Mengais sampah orang, jijik?
Bagiku tidak, karena dari situlah aku hidup.
Sejak kecil aku sudah terlahir dalam keluarga miskin.
Keluarga yg hanya mengais sampah orang lain.
Bagi mereka tak berarti, tapi bagi kami sangatlah berarti.
Aku tinggal di bedeng rumah kardus,yang remuk ketika hujan, hanyut ketika banjir, mengelupas ketika panas dan terbakar ketika ada api.
Begitu rapuh, iya sangatlah rapuh rumah yang kutempati seperti halnya hidupku yang rapuh. Rapuh karena tak ada kerjaan lain yang bisa kulakukan. Pengusaha2 di sana butuh pekerja yg tamat sekolahnya, sedangkan aku, pensil saja tak bisa menggunakannya. Betapa malang hidupku. Tak ada yang bisa menerimaku. Busuk, dekil, kumal dan hitam begitulah espektasi mereka terhadapku. Tanpa melihat apa yang bisa kuperbuat.
Aku didunia sudah seperempat abad, dan itu kuhabiskan di sini, di sampah ini, seperti orang terbuang yang menghuni daerah ini. Hanya bisa melihat mewahnya gedung,tingginya gedung dan indahnya arsitektur gedung, tapi tak bisa kumemasukinya. Perih, itulah yg kurasa ketika kumencoba memasuki gedung baru sampai di gerbang sudah ada seorang satpam sok kekar berbaju biru yang melarangku. Sampah memang tak pantas masuk gedung mewah. Sempat terlintas dalam pikirku, lebih sampah mana aku dengan koruptor yg berbaju mewah tapi hati mereka sampah!

#leetalit


Tak punya malu! Yah, memang ini kurasa tak adil, tapi aku memanglah seonggok sampah, tak perlu kau hormati, tapi hatiku tak sesampah hati koruptor berbaju mewah.

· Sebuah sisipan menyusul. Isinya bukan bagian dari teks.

//! Emulator Launcher
//!
//! Launches emulator processes and supervises them: liveness probing,
//! forced termination and capture of their combined output.

use std::collections::VecDeque;
use std::fmt;
use std::path::PathBuf;
use std::process::Stdio;
use std::sync::{Arc, OnceLock};
use std::time::Duration;

use async_trait::async_trait;
use parking_lot::Mutex;
use tokio::io::{AsyncBufReadExt, AsyncRead, BufReader};
use tokio::process::{Child, Command};
use tokio::task::JoinHandle;
use tracing::{debug, info, trace, warn};

use crate::device::DeviceSpec;

/// How long a drain waits for reader tasks to flush after the process exited
const READER_FLUSH_TIMEOUT: Duration = Duration::from_secs(2);

/// Output lines kept per emulator process
pub const OUTPUT_TAIL_LINES: usize = 500;

/// Emulator errors
#[derive(Debug, thiserror::Error)]
pub enum EmulatorError {
    #[error("Emulator not found at {0}")]
    NotFound(PathBuf),
    #[error("Failed to start emulator: {0}")]
    StartFailed(String),
    #[error("IO error: {0}")]
    Io(#[from] std::io::Error),
}

/// Non-blocking view of a device process
#[derive(Debug, Clone, Copy, PartialEq, Eq)]
pub enum ProcessStatus {
    /// Not yet exited
    Running,
    /// Exited with a status code
    Exited(i32),
    /// Gone without a status code (killed by a signal, or unreapable)
    Terminated,
}

impl ProcessStatus {
    pub fn is_alive(&self) -> bool {
        matches!(self, ProcessStatus::Running)
    }
}

impl fmt::Display for ProcessStatus {
    fn fmt(&self, f: &mut fmt::Formatter<'_>) -> fmt::Result {
        match self {
            ProcessStatus::Running => f.write_str("running"),
            ProcessStatus::Exited(code) => write!(f, "exited with code {}", code),
            ProcessStatus::Terminated => f.write_str("terminated by signal"),
        }
    }
}

/// A launched device process and its captured output
#[async_trait]
pub trait DeviceProcess: Send {
    /// Probe liveness without waiting on the process
    fn status(&mut self) -> ProcessStatus;

    /// Forcefully terminate the process
    async fn kill(&mut self) -> Result<(), EmulatorError>;

    /// Take the most recent captured output lines. Safe after the process exited.
    async fn drain_output(&mut self) -> Vec<String>;

    /// Console port the emulator reported on startup, if seen
    fn reported_port(&self) -> Option<u16> {
        None
    }

    /// Release the output stream
    fn close(&mut self);
}

/// Something that can launch device processes
#[async_trait]
pub trait DeviceSupervisor: Send + Sync {
    /// Spawn the device described by `spec` without waiting for it
    async fn start(&self, spec: &DeviceSpec) -> Result<Box<dyn DeviceProcess>, EmulatorError>;
}

/// Emulator launch options
#[derive(Debug, Clone, Default)]
pub struct EmulatorOptions {
    /// GPU mode (auto, host, swiftshader_indirect, etc.)
    pub gpu: Option<String>,
    /// Enable/disable audio
    pub no_audio: bool,
    /// Enable/disable window
    pub no_window: bool,
    /// Enable/disable boot animation
    pub no_boot_anim: bool,
    /// Port for console
    pub port: Option<u16>,
    /// Additional arguments
    pub extra_args: Vec<String>,
}

impl EmulatorOptions {
    /// Options with a window, for watching a run locally
    pub fn visible() -> Self {
        Self {
            gpu: Some("auto".to_string()),
            no_boot_anim: true,
            ..Default::default()
        }
    }

    /// Options for headless/CI environments
    pub fn headless() -> Self {
        Self {
            gpu: Some("swiftshader_indirect".to_string()),
            no_audio: true,
            no_window: true,
            no_boot_anim: true,
            ..Default::default()
        }
    }

    /// Options for launching `spec`
    pub fn for_spec(spec: &DeviceSpec) -> Self {
        let mut options = if spec.visible {
            Self::visible()
        } else {
            Self::headless()
        };

        if spec.gpu.is_some() {
            options.gpu = spec.gpu.clone();
        }
        options.port = Some(spec.port);
        options.extra_args = spec.emulator_args.clone();
        options
    }

    /// Convert to command line arguments
    pub fn to_args(&self) -> Vec<String> {
        let mut args = Vec::new();

        if let Some(port) = self.port {
            args.push("-port".to_string());
            args.push(port.to_string());
        }

        if let Some(ref gpu) = self.gpu {
            args.push("-gpu".to_string());
            args.push(gpu.clone());
        }

        if self.no_audio {
            args.push("-no-audio".to_string());
        }

        if self.no_window {
            args.push("-no-window".to_string());
        }

        if self.no_boot_anim {
            args.push("-no-boot-anim".to_string());
        }

        args.extend(self.extra_args.clone());

        args
    }
}

/// Most recent output lines of a process; older lines are dropped
#[derive(Clone)]
struct OutputTail {
    lines: Arc<Mutex<VecDeque<String>>>,
    capacity: usize,
}

impl OutputTail {
    fn new(capacity: usize) -> Self {
        let capacity = capacity.max(1);
        Self {
            lines: Arc::new(Mutex::new(VecDeque::with_capacity(capacity))),
            capacity,
        }
    }

    fn push(&self, line: String) {
        let mut lines = self.lines.lock();
        if lines.len() >= self.capacity {
            lines.pop_front();
        }
        lines.push_back(line);
    }

    fn take(&self) -> Vec<String> {
        self.lines.lock().drain(..).collect()
    }
}

/// Running emulator process.
///
/// stdout and stderr are forwarded line by line into one bounded tail, so the
/// combined stream keeps the order each pipe produced and memory stays flat
/// however long the run takes.
pub struct EmulatorProcess {
    pub avd_name: String,
    child: Child,
    tail: OutputTail,
    readers: Vec<JoinHandle<()>>,
    console_port: Arc<OnceLock<u16>>,
    closed: bool,
}

impl EmulatorProcess {
    /// Spawn `cmd` keeping the last [`OUTPUT_TAIL_LINES`] output lines
    pub fn spawn(cmd: Command, avd_name: &str) -> Result<Self, EmulatorError> {
        Self::spawn_with_tail(cmd, avd_name, OUTPUT_TAIL_LINES)
    }

    /// Spawn `cmd` keeping the last `tail_lines` output lines
    pub fn spawn_with_tail(mut cmd: Command, avd_name: &str, tail_lines: usize) -> Result<Self, EmulatorError> {
        let mut child = cmd
            .stdin(Stdio::null())
            .stdout(Stdio::piped())
            .stderr(Stdio::piped())
            .kill_on_drop(true)
            .spawn()?;

        let tail = OutputTail::new(tail_lines);
        let console_port = Arc::new(OnceLock::new());
        let mut readers = Vec::new();

        if let Some(stdout) = child.stdout.take() {
            readers.push(tokio::spawn(forward_lines(stdout, tail.clone(), Arc::clone(&console_port))));
        }

        if let Some(stderr) = child.stderr.take() {
            readers.push(tokio::spawn(forward_lines(stderr, tail.clone(), Arc::clone(&console_port))));
        }

        Ok(Self {
            avd_name: avd_name.to_string(),
            child,
            tail,
            readers,
            console_port,
            closed: false,
        })
    }
}

#[async_trait]
impl DeviceProcess for EmulatorProcess {
    fn status(&mut self) -> ProcessStatus {
        match self.child.try_wait() {
            Ok(None) => ProcessStatus::Running,
            Ok(Some(status)) => match status.code() {
                Some(code) => ProcessStatus::Exited(code),
                None => ProcessStatus::Terminated,
            },
            Err(e) => {
                warn!("Could not probe emulator {}: {}", self.avd_name, e);
                ProcessStatus::Terminated
            }
        }
    }

    async fn kill(&mut self) -> Result<(), EmulatorError> {
        if !self.status().is_alive() {
            debug!("Emulator {} already exited, nothing to kill", self.avd_name);
            return Ok(());
        }

        self.child.kill().await?;
        info!("Killed emulator: {}", self.avd_name);
        Ok(())
    }

    async fn drain_output(&mut self) -> Vec<String> {
        // Once the process is gone the pipes hit EOF; let the readers flush
        // what is left before taking the lines.
        if !self.status().is_alive() {
            for reader in self.readers.iter_mut() {
                if tokio::time::timeout(READER_FLUSH_TIMEOUT, reader).await.is_err() {
                    debug!("Output reader still busy, draining what is buffered");
                    break;
                }
            }
            self.readers.retain(|r| !r.is_finished());
        }

        if self.closed {
            return Vec::new();
        }
        self.tail.take()
    }

    fn reported_port(&self) -> Option<u16> {
        self.console_port.get().copied()
    }

    fn close(&mut self) {
        if self.closed {
            warn!("Output stream of {} was already closed", self.avd_name);
            return;
        }
        self.closed = true;

        for reader in self.readers.drain(..) {
            reader.abort();
        }
        self.tail.take();
        debug!("Closed output stream of {}", self.avd_name);
    }
}

/// Forward lines from one pipe into the combined tail
async fn forward_lines<R>(pipe: R, tail: OutputTail, console_port: Arc<OnceLock<u16>>)
where
    R: AsyncRead + Unpin,
{
    let mut lines = BufReader::new(pipe).lines();

    while let Ok(Some(line)) = lines.next_line().await {
        trace!("emulator: {}", line);
        if let Some(port) = parse_console_port(&line) {
            let _ = console_port.set(port);
        }
        tail.push(line);
    }
}

/// Extract the port from the emulator's `console on port NNNN,` banner
pub fn parse_console_port(line: &str) -> Option<u16> {
    let rest = &line[line.find("console on port ")? + "console on port ".len()..];
    let digits: String = rest.chars().take_while(|c| c.is_ascii_digit()).collect();
    digits.parse().ok()
}

/// Emulator launcher
pub struct EmulatorLauncher {
    sdk_path: PathBuf,
}

impl EmulatorLauncher {
    /// Create a new emulator launcher
    pub fn new(sdk_path: PathBuf) -> Self {
        Self { sdk_path }
    }

    /// Get the emulator executable path
    fn emulator_path(&self) -> PathBuf {
        let emulator_dir = self.sdk_path.join("emulator");
        if cfg!(windows) {
            emulator_dir.join("emulator.exe")
        } else {
            emulator_dir.join("emulator")
        }
    }

    /// Check if emulator is available
    pub fn is_available(&self) -> bool {
        self.emulator_path().exists()
    }

    /// Launch an emulator for `spec`
    pub fn launch(&self, spec: &DeviceSpec) -> Result<EmulatorProcess, EmulatorError> {
        let emulator = self.emulator_path();

        if !emulator.exists() {
            return Err(EmulatorError::NotFound(emulator));
        }

        info!("Launching emulator {} on port {}", spec.name, spec.port);

        let mut args = vec!["-avd".to_string(), spec.name.clone()];
        args.extend(EmulatorOptions::for_spec(spec).to_args());

        debug!("Emulator args: {:?}", args);

        let mut cmd = Command::new(&emulator);
        cmd.args(&args);

        EmulatorProcess::spawn(cmd, &spec.name)
    }
}

#[async_trait]
impl DeviceSupervisor for EmulatorLauncher {
    async fn start(&self, spec: &DeviceSpec) -> Result<Box<dyn DeviceProcess>, EmulatorError> {
        let process = self.launch(spec)?;
        Ok(Box::new(process))
    }
}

Perlahan aku melangkah menjauh. Menjauh dari segala yang berkilau nan mewahnya gedung itu. Kurasa banyak mata memandangku kala itu, memandangku seakan memandang onggokan tai yang berkeliaran. Sebegitu jijikkah aku di mata mereka. Mereka yang mengaku berjasa bagi bangsa.mereka yang saling berebut kuasa. Ya. Berebut kuasa demi kucuran uang selipan yang datang dari mana saja. TAI. Mereka itu TAI. Harusnya dibuang di kali. Biar ke laut saja dan mati. Tapi tak apa. Biarkan aku saja yang menjadi tai di mata mereka. Meski aku tak rela, aku akan terus berusaha memperbaiki tanah air ini, pastinya dengan caraku sendiri. Biarkan aku tetap bercinta dengan seluruh sampah mereka, sampah yang di buang kalangan mewah. Paling tidak aku bisa mencegah tanah ini dari bencana. Mengumpulkan sampah. Pekerjaan mulia,bukan? Tenangku sendiri. Lebih mulia dari mengabdi untuk bangsa, namun diam-diam mengebiri. Kotor sekali. Dasar TAI yang tidak sadar diri.